━━━━━ Dataset extract

//! Sales and inventory extract loader.
//!
//! A file is read into a `RawTable` (header row + string cells), its header
//! is checked by the validator, and only then are the rows deserialized into
//! typed records. `.csv` files go through the CSV reader; anything else is
//! opened as a spreadsheet and its first worksheet is used.
//!
//! Failures never escape as errors: each file's problems become user-facing
//! strings in `LoadOutcome::errors` and that table is left absent, while the
//! other file is still loaded.

use std::io::Read;
use std::path::Path;

use calamine::{open_workbook_auto, Data, DataType, Reader};
use csv::StringRecord;
use serde::de::DeserializeOwned;

use pulse_metrics::records::{
    Dataset, InventoryRecord, SalesRecord, INVENTORY_REQUIRED_COLUMNS, SALES_REQUIRED_COLUMNS,
};
use pulse_metrics::timestamp::format_timestamp;

use crate::error::IngestError;
use crate::validator::validate;

/// How a source file is parsed, decided by its extension.
#[derive(Clone, Copy, Debug, PartialEq, Eq)]
pub enum SourceKind {
    Delimited,
    Spreadsheet,
}

impl SourceKind {
    pub fn from_path(path: &Path) -> Self {
        match path.extension().and_then(|e| e.to_str()) {
            Some(ext) if ext.eq_ignore_ascii_case("csv") => SourceKind::Delimited,
            _ => SourceKind::Spreadsheet,
        }
    }
}

/// Which extract a table is.
#[derive(Clone, Copy, Debug, PartialEq, Eq)]
pub enum TableKind {
    Sales,
    Inventory,
}

impl TableKind {
    /// Label used in structural error messages.
    pub fn label(&self) -> &'static str {
        match self {
            TableKind::Sales => "Sales Report",
            TableKind::Inventory => "Inventory Report",
        }
    }

    pub fn required_columns(&self) -> &'static [&'static str] {
        match self {
            TableKind::Sales => SALES_REQUIRED_COLUMNS,
            TableKind::Inventory => INVENTORY_REQUIRED_COLUMNS,
        }
    }

    fn noun(&self) -> &'static str {
        match self {
            TableKind::Sales => "sales",
            TableKind::Inventory => "inventory",
        }
    }
}

/// Untyped table: a header row plus string cells.
#[derive(Clone, Debug, Default)]
pub struct RawTable {
    headers: StringRecord,
    rows: Vec<StringRecord>,
}

impl RawTable {
    pub fn new(headers: Vec<String>, rows: Vec<Vec<String>>) -> Self {
        Self {
            headers: StringRecord::from(headers),
            rows: rows.into_iter().map(StringRecord::from).collect(),
        }
    }

    /// Read a delimited table from any reader. Cells are trimmed.
    pub fn from_csv_reader<R: Read>(reader: R) -> Result<Self, IngestError> {
        let mut csv_reader = csv::ReaderBuilder::new()
            .has_headers(true)
            .trim(csv::Trim::All)
            .from_reader(reader);

        let headers = csv_reader.headers()?.clone();
        let rows = csv_reader.records().collect::<Result<Vec<_>, _>>()?;
        Ok(Self { headers, rows })
    }

    /// Read the first worksheet of a workbook; its first row is the header.
    pub fn from_spreadsheet(path: &Path) -> Result<Self, IngestError> {
        let mut workbook =
            open_workbook_auto(path).map_err(|e| IngestError::Spreadsheet(e.to_string()))?;
        let range = workbook
            .worksheet_range_at(0)
            .ok_or_else(|| IngestError::EmptySpreadsheet(path.to_path_buf()))?
            .map_err(|e| IngestError::Spreadsheet(e.to_string()))?;

        let mut rows = range.rows();
        let headers: Vec<String> = rows
            .next()
            .ok_or_else(|| IngestError::EmptySpreadsheet(path.to_path_buf()))?
            .iter()
            .map(|c| cell_text(c).trim().to_string())
            .collect();

        let body = rows
            .filter(|row| row.iter().any(|c| !matches!(c, Data::Empty)))
            .map(|row| row.iter().map(cell_text).collect())
            .collect();

        Ok(Self::new(headers, body))
    }

    /// Open `path` and parse it according to its extension.
    pub fn from_path(path: &Path) -> Result<Self, IngestError> {
        match SourceKind::from_path(path) {
            SourceKind::Delimited => {
                let file = std::fs::File::open(path).map_err(|source| IngestError::Open {
                    path: path.to_path_buf(),
                    source,
                })?;
                Self::from_csv_reader(file)
            }
            SourceKind::Spreadsheet => Self::from_spreadsheet(path),
        }
    }

    pub fn columns(&self) -> Vec<String> {
        self.headers.iter().map(str::to_string).collect()
    }

    pub fn len(&self) -> usize {
        self.rows.len()
    }

    pub fn is_empty(&self) -> bool {
        self.rows.is_empty()
    }

    /// Deserialize every row by header name. Stops at the first bad row.
    pub fn deserialize<T: DeserializeOwned>(&self) -> Result<Vec<T>, IngestError> {
        self.rows
            .iter()
            .enumerate()
            .map(|(idx, row)| {
                row.deserialize(Some(&self.headers))
                    .map_err(|e| IngestError::Row {
                        // 1-based, counting the header row.
                        line: idx + 2,
                        reason: csv_reason(&e),
                    })
            })
            .collect()
    }
}

/// Result of loading both extracts.
#[derive(Clone, Debug, Default)]
pub struct LoadOutcome {
    pub sales: Option<Vec<SalesRecord>>,
    pub inventory: Option<Vec<InventoryRecord>>,
    pub errors: Vec<String>,
}

impl LoadOutcome {
    pub fn is_clean(&self) -> bool {
        self.errors.is_empty()
    }

    /// Both tables, or every error. Any error blocks both tables.
    pub fn into_dataset(self) -> Result<Dataset, Vec<String>> {
        if !self.errors.is_empty() {
            return Err(self.errors);
        }
        match (self.sales, self.inventory) {
            (Some(sales), Some(inventory)) => Ok(Dataset::new(sales, inventory)),
            _ => Err(vec!["Both a sales and an inventory report are required".to_string()]),
        }
    }
}

/// Load and validate the two extract files.
pub fn load_data(sales_path: &Path, inventory_path: &Path) -> LoadOutcome {
    log::info!(
        "loading sales from {} ({:?}), inventory from {} ({:?})",
        sales_path.display(),
        SourceKind::from_path(sales_path),
        inventory_path.display(),
        SourceKind::from_path(inventory_path)
    );
    load_tables(
        RawTable::from_path(sales_path),
        RawTable::from_path(inventory_path),
    )
}

/// Validate and type two already-read tables.
pub fn load_tables(
    sales: Result<RawTable, IngestError>,
    inventory: Result<RawTable, IngestError>,
) -> LoadOutcome {
    let mut errors = Vec::new();
    let sales = ingest::<SalesRecord>(TableKind::Sales, sales, &mut errors);
    let inventory = ingest::<InventoryRecord>(TableKind::Inventory, inventory, &mut errors);
    LoadOutcome {
        sales,
        inventory,
        errors,
    }
}

fn ingest<T: DeserializeOwned>(
    kind: TableKind,
    raw: Result<RawTable, IngestError>,
    errors: &mut Vec<String>,
) -> Option<Vec<T>> {
    let raw = match raw {
        Ok(raw) => raw,
        Err(e) => {
            log::warn!("{} file unreadable: {}", kind.noun(), e);
            errors.push(format!("Error loading {} file: {}", kind.noun(), e));
            return None;
        }
    };

    let structural = validate(&raw.columns(), kind.required_columns(), kind.label());
    if !structural.is_empty() {
        log::warn!("{} failed header validation", kind.label());
        errors.extend(structural);
        return None;
    }

    match raw.deserialize::<T>() {
        Ok(records) => {
            log::info!("loaded {} {} rows", records.len(), kind.noun());
            Some(records)
        }
        Err(e) => {
            log::warn!("{} file rejected: {}", kind.noun(), e);
            errors.push(format!("Error loading {} file: {}", kind.noun(), e));
            None
        }
    }
}

fn cell_text(cell: &Data) -> String {
    match cell {
        Data::Empty => String::new(),
        Data::String(s) => s.clone(),
        Data::Int(i) => i.to_string(),
        Data::Float(f) if f.fract() == 0.0 && f.abs() < 1e15 => format!("{}", *f as i64),
        Data::Float(f) => f.to_string(),
        Data::Bool(b) => b.to_string(),
        other => other
            .as_datetime()
            .map(|ts| format_timestamp(&ts))
            .unwrap_or_else(|| other.to_string()),
    }
}

/// csv's deserialize errors carry a position we already report; keep the cause.
fn csv_reason(err: &csv::Error) -> String {
    match err.kind() {
        csv::ErrorKind::Deserialize { err, .. } => match err.field() {
            Some(field) => format!("field {}: {}", field + 1, err.kind()),
            None => err.kind().to_string(),
        },
        _ => err.to_string(),
    }
}

#[cfg(test)]
mod tests {
    use super::*;

    const SALES_CSV: &str = "\
Date,Boutique_ID,Boutique_Name,Region,SKU_Code,Product_Category,Brand,Units_Sold,Revenue_Local_Currency,Revenue_USD,Transaction_ID,Sales_Associate_ID,Customer_Type,Payment_Method
2024-06-10,BTQ001,Dubai Mall,Middle East,SKU1234,Watches,Rolex,1,18000,4900.5,TXN202406100001,SA101,VIP,Credit Card
2024-06-10,BTQ001,Dubai Mall,Middle East,SKU1235,Jewelry,Cartier,2,,5100,TXN202406100001,,Returning,
2024-06-11 15:45:00,BTQ002,Paris Champs-Élysées,Europe,SKU4321,Accessories,Cartier,1.0,900,1000,TXN202406110001,SA202,New,Cash
";

    const INVENTORY_CSV: &str = "\
Date,Boutique_ID,SKU_Code,Product_Name,Category,Brand,Current_Stock_Units,Min_Stock_Threshold,Retail_Price
2024-06-11,BTQ001,SKU1000,Luxury Item 0,Watches,Rolex,0,5,25000
2024-06-11,BTQ001,SKU1001,Luxury Item 1,Jewelry,Cartier,12,5,8000
";

    fn csv(text: &str) -> Result<RawTable, IngestError> {
        RawTable::from_csv_reader(text.as_bytes())
    }

    #[test]
    fn loads_clean_extracts() {
        let outcome = load_tables(csv(SALES_CSV), csv(INVENTORY_CSV));
        assert!(outcome.is_clean(), "{:?}", outcome.errors);

        let sales = outcome.sales.clone().unwrap();
        assert_eq!(sales.len(), 3);
        assert_eq!(sales[0].revenue_local_currency, Some(18000.0));
        assert_eq!(sales[1].revenue_local_currency, None);
        assert_eq!(sales[1].sales_associate_id, None);
        assert_eq!(sales[2].units_sold, 1);
        assert_eq!(sales[2].boutique_name, "Paris Champs-Élysées");
        assert_eq!(sales[0].customer_type, pulse_metrics::CustomerType::Vip);

        let inventory = outcome.inventory.clone().unwrap();
        // Optional columns absent from the extract.
        assert_eq!(inventory[0].unit_cost, None);
        assert!(inventory[0].last_restock_date.is_none());
        assert!(inventory[0].max_stock_threshold.is_none());

        let dataset = outcome.into_dataset().unwrap();
        assert_eq!(dataset.inventory.len(), 2);
    }

    #[test]
    fn bad_date_marks_only_that_table_absent() {
        let broken = SALES_CSV.replace(
            "2024-06-10,BTQ001,Dubai Mall,Middle East,SKU1234",
            "yesterday-ish,BTQ001,Dubai Mall,Middle East,SKU1234",
        );
        let outcome = load_tables(csv(&broken), csv(INVENTORY_CSV));

        assert!(outcome.sales.is_none());
        assert!(outcome.inventory.is_some());
        assert_eq!(outcome.errors.len(), 1);
        assert!(
            outcome.errors[0].starts_with("Error loading sales file: row 2"),
            "{}",
            outcome.errors[0]
        );
        assert!(outcome.into_dataset().is_err());
    }

    #[test]
    fn blank_unit_cost_cell_loads_as_unknown() {
        let inventory = "\
Date,Boutique_ID,SKU_Code,Product_Name,Category,Brand,Current_Stock_Units,Min_Stock_Threshold,Unit_Cost,Retail_Price
2024-06-11,BTQ001,SKU1000,Luxury Item 0,Watches,Rolex,4,5,,25000
2024-06-11,BTQ001,SKU1001,Luxury Item 1,Jewelry,Cartier,12,5,3200.5,8000
";
        let outcome = load_tables(csv(SALES_CSV), csv(inventory));
        assert!(outcome.is_clean(), "{:?}", outcome.errors);

        let inventory = outcome.inventory.unwrap();
        assert_eq!(inventory[0].unit_cost, None);
        assert_eq!(inventory[0].stock_value(), 0.0);
        assert_eq!(inventory[1].unit_cost, Some(3200.5));
    }

    #[test]
    fn missing_columns_are_reported_and_block_the_table() {
        let inventory = "Date,Boutique_ID,SKU_Code\n2024-06-11,BTQ001,SKU1000\n";
        let outcome = load_tables(csv(SALES_CSV), csv(inventory));

        assert!(outcome.sales.is_some());
        assert!(outcome.inventory.is_none());
        assert_eq!(
            outcome.errors,
            vec![
                "Inventory Report is missing columns: Product_Name, Category, Brand, Current_Stock_Units, Min_Stock_Threshold, Retail_Price"
                    .to_string()
            ]
        );
    }

    #[test]
    fn unreadable_file_becomes_load_error() {
        let missing = Path::new("/definitely/not/here/sales.csv");
        let outcome = load_tables(RawTable::from_path(missing), csv(INVENTORY_CSV));
        assert!(outcome.sales.is_none());
        assert!(outcome.errors[0].starts_with("Error loading sales file: failed to open"));
    }

    #[test]
    fn unknown_customer_type_is_a_parse_error() {
        let broken = SALES_CSV.replace(",New,Cash", ",Walk-in,Cash");
        let outcome = load_tables(csv(&broken), csv(INVENTORY_CSV));
        assert!(outcome.sales.is_none());
        assert!(outcome.errors[0].contains("row 4"), "{}", outcome.errors[0]);
    }

    #[test]
    fn extension_decides_source_kind() {
        assert_eq!(SourceKind::from_path(Path::new("daily.CSV")), SourceKind::Delimited);
        assert_eq!(SourceKind::from_path(Path::new("daily.xlsx")), SourceKind::Spreadsheet);
        assert_eq!(SourceKind::from_path(Path::new("daily.xls")), SourceKind::Spreadsheet);
        assert_eq!(SourceKind::from_path(Path::new("daily")), SourceKind::Spreadsheet);
    }

    #[test]
    fn spreadsheet_cells_render_as_text() {
        assert_eq!(cell_text(&Data::Float(3.0)), "3");
        assert_eq!(cell_text(&Data::Float(2.5)), "2.5");
        assert_eq!(cell_text(&Data::Int(42)), "42");
        assert_eq!(cell_text(&Data::Empty), "");
        assert_eq!(cell_text(&Data::String("VIP".into())), "VIP");
    }
}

━━━━━━━━━━

_Instructions for the task_
Give the number of lines in the records where the word "Middle" shows up. Nothing else belongs in the reply.

_Answer to this task_
4